## Stream: new members

### Topic: Coercions from finset to set

#### MinusGix (Nov 21 2022 at 17:36):

I'm trying to prove that the complement of each element of the set-of-sets Fis within F. (This is for learning so that I can work up to more complicated proofs similar to it)
The confusion I'm having is on how to handle coercions, I don't feel like I have a good handle on manipulating those.
It seems like being able to tell Lean that (↑{val := {0}, nodup := _})ᶜ ∈ F should be turned into a {(0 : fin 3)}ᶜ ∈ F would simplify proving.
(Other comments on whether this is a bad way to be proving this would also be appreciated)

-- Minor question: is there a nicer way of writing something like this where it needs to use
-- some constant?
example :
∀ E ∈ ({∅, {fin.of_nat' 0}, {fin.of_nat' 1, fin.of_nat' 2}, set.univ} : set (set (fin 3))),
Eᶜ ∈ ({∅, {fin.of_nat' 0}, {fin.of_nat' 1, fin.of_nat' 2}, set.univ} : set (set (fin 3)))  :=
begin
let F : set (set (fin 3)) := {∅, {fin.of_nat' 0}, {fin.of_nat' 1, fin.of_nat' 2}, set.univ},
-- I have proofs for both of the below, but cutting them out for a smaller example
let compl0 : ({fin.of_nat' 0} : set (fin 3))ᶜ = ({fin.of_nat' 1, fin.of_nat' 2} : set (fin 3)),  sorry,
let compl0_in : {fin.of_nat' 0}ᶜ ∈ F, sorry,

intros E Einp,
fin_cases E,
-- ∅ᶜ ∈ F
-- This case is easy since it seems to turn it into a set automatically
{ sorry },
-- (↑{val := {0}, nodup := _})ᶜ ∈ F
{
convert compl0_in,
-- simp? is how I found this coe_eq_singleton theorem, but it would have been nicer to just have it be a set in the first place
simp only [finset.coe_eq_singleton], refl,
},
-- (↑{val := {1}, nodup := _})ᶜ ∈ F
{
exfalso,
-- use Einp to prove false, since {1} ∉ F
sorry,
},
-- todo, the rest of them
end


#### Kyle Miller (Nov 21 2022 at 17:46):

You can write that set you have by ({∅, {0}, {1, 2}, set.univ} : set (set (fin 3))) by the way

#### Kyle Miller (Nov 21 2022 at 17:50):

Regarding these (↑{val := {0}, nodup := _}) terms, I'm not sure exactly what's happening with fin_cases here, but something seems like it's not working in an ideal way.

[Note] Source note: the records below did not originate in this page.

use crate::calc::{
    calculate_roster, calculate_student, summarize_class, AssessmentSchema, CalculatedResult,
    ComponentScore,
};
use crate::db;
use crate::grading::GradingConfig;
use crate::ipc::error::{ok, HandlerErr};
use crate::ipc::handlers::settings::load_grading;
use crate::ipc::helpers::{require_db, require_schema, required_str};
use crate::ipc::types::{AppState, Request};
use serde_json::json;
use std::collections::HashSet;

fn pass_stats(results: &[CalculatedResult], grading: &GradingConfig) -> (usize, f64) {
    let pass_count = results
        .iter()
        .filter(|r| grading.is_pass(r.final_percentage))
        .count();
    let pass_rate = if results.is_empty() {
        0.0
    } else {
        pass_count as f64 / results.len() as f64 * 100.0
    };
    (pass_count, pass_rate)
}

fn results_student(state: &AppState, req: &Request) -> Result<serde_json::Value, HandlerErr> {
    let conn = require_db(state)?;
    let schema_id = required_str(req, "schemaId")?;
    let student_id = required_str(req, "studentId")?;

    let schema = require_schema(conn, &schema_id)?;
    let class_id = schema.class_id.clone().unwrap_or_default();
    let roster = db::load_roster(conn, &class_id).map_err(HandlerErr::query)?;
    let Some(student) = roster.iter().find(|s| s.id == student_id) else {
        return Err(HandlerErr::new("not_found", "student not found in class"));
    };

    let scores = db::load_component_scores(conn, &schema_id, Some(&student_id))
        .map_err(HandlerErr::query)?;
    let grading = load_grading(conn)?;
    let result = calculate_student(&schema, &student_id, &scores, &grading.scale)?;
    let passed = grading.is_pass(result.final_percentage);

    Ok(json!({
        "schemaId": schema.id,
        "totalMarks": schema.total_marks,
        "displayName": student.display_name,
        "passed": passed,
        "result": result
    }))
}

fn results_dashboard(state: &AppState, req: &Request) -> Result<serde_json::Value, HandlerErr> {
    let conn = require_db(state)?;
    let schema_id = required_str(req, "schemaId")?;
    let include_inactive = req
        .params
        .get("includeInactive")
        .and_then(|v| v.as_bool())
        .unwrap_or(false);

    let schema = require_schema(conn, &schema_id)?;
    let class_id = schema.class_id.clone().unwrap_or_default();
    let roster: Vec<db::RosterStudent> = db::load_roster(conn, &class_id)
        .map_err(HandlerErr::query)?
        .into_iter()
        .filter(|s| include_inactive || s.active)
        .collect();
    let student_ids: Vec<String> = roster.iter().map(|s| s.id.clone()).collect();

    let scores = db::load_component_scores(conn, &schema_id, None).map_err(HandlerErr::query)?;
    let grading = load_grading(conn)?;
    let results = calculate_roster(&schema, &student_ids, &scores, &grading.scale)?;
    let summary = summarize_class(&schema, &results, &grading.scale);
    let (pass_count, pass_rate) = pass_stats(&results, &grading);

    let pending_student_count = results.iter().filter(|r| !r.has_any_entry()).count();
    let incomplete_student_count = results.iter().filter(|r| !r.complete).count();

    let students: Vec<serde_json::Value> = roster
        .iter()
        .zip(results.iter())
        .map(|(s, r)| {
            json!({
                "studentId": s.id,
                "displayName": s.display_name,
                "active": s.active,
                "passed": grading.is_pass(r.final_percentage),
                "result": r
            })
        })
        .collect();

    Ok(json!({
        "schemaId": schema.id,
        "schemaName": schema.name,
        "totalMarks": schema.total_marks,
        "summary": summary,
        "passPercent": grading.pass_percent,
        "passCount": pass_count,
        "passRate": pass_rate,
        "pendingStudentCount": pending_student_count,
        "incompleteStudentCount": incomplete_student_count,
        "students": students
    }))
}

/// Students in first-appearance order across the supplied scores.
fn roster_from_scores(scores: &[ComponentScore]) -> Vec<String> {
    let mut seen: HashSet<&str> = HashSet::new();
    scores
        .iter()
        .filter(|s| seen.insert(s.student_id.as_str()))
        .map(|s| s.student_id.clone())
        .collect()
}

fn calc_evaluate(state: &AppState, req: &Request) -> Result<serde_json::Value, HandlerErr> {
    let Some(raw_schema) = req.params.get("schema") else {
        return Err(HandlerErr::new("bad_params", "missing schema"));
    };
    let schema: AssessmentSchema = serde_json::from_value(raw_schema.clone())
        .map_err(|e| HandlerErr::new("bad_params", format!("invalid schema: {}", e)))?;
    let scores: Vec<ComponentScore> = match req.params.get("scores") {
        None => Vec::new(),
        Some(v) => serde_json::from_value(v.clone())
            .map_err(|e| HandlerErr::new("bad_params", format!("invalid scores: {}", e)))?,
    };
    let student_ids: Vec<String> = match req.params.get("studentIds") {
        None => roster_from_scores(&scores),
        Some(v) => serde_json::from_value(v.clone()).map_err(|e| {
            HandlerErr::new("bad_params", format!("studentIds must be strings: {}", e))
        })?,
    };

    let mut grading = match state.db.as_ref() {
        Some(conn) => load_grading(conn)?,
        None => GradingConfig::default(),
    };
    if let Some(patch) = req.params.get("grading") {
        let Some(patch) = patch.as_object() else {
            return Err(HandlerErr::new("bad_params", "grading must be an object"));
        };
        grading
            .apply_patch(patch)
            .map_err(|e| HandlerErr::new("bad_params", e))?;
    }

    let results = calculate_roster(&schema, &student_ids, &scores, &grading.scale)?;
    let summary = summarize_class(&schema, &results, &grading.scale);
    let (pass_count, pass_rate) = pass_stats(&results, &grading);

    Ok(json!({
        "results": results,
        "summary": summary,
        "warnings": crate::calc::schema_warnings(&schema),
        "grading": grading.to_json(),
        "passCount": pass_count,
        "passRate": pass_rate
    }))
}

pub fn try_handle(state: &mut AppState, req: &Request) -> Option<serde_json::Value> {
    let res = match req.method.as_str() {
        "results.student" => results_student(state, req),
        "results.dashboard" => results_dashboard(state, req),
        "calc.evaluate" => calc_evaluate(state, req),
        _ => return None,
    };
    Some(match res {
        Ok(v) => ok(&req.id, v),
        Err(e) => e.response(&req.id),
    })
}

#### Kyle Miller (Nov 21 2022 at 18:38):

Here's how I might approach your statement:

import tactic.fin_cases
import tactic.norm_fin

def F : set (set (fin 3)) := {∅, {0}, {1, 2}, set.univ}

example : ∀ E ∈ F, Eᶜ ∈ F :=
begin
intro E,
simp [F],
rintro (rfl | rfl | rfl | rfl),
{ simp },
{ right, right, left, ext i, fin_cases i; norm_fin },
{ right, left, ext i, fin_cases i; norm_fin },
{ simp }
end


The tactic#rintro tactic is a way to do destructuring while doing intro. When you give it rfl then it will substitute the variable for you automatically.

#### Patrick Johnson (Nov 21 2022 at 18:46):

Nonterminal simp [F] !

Last updated: Dec 20 2023 at 11:08 UTC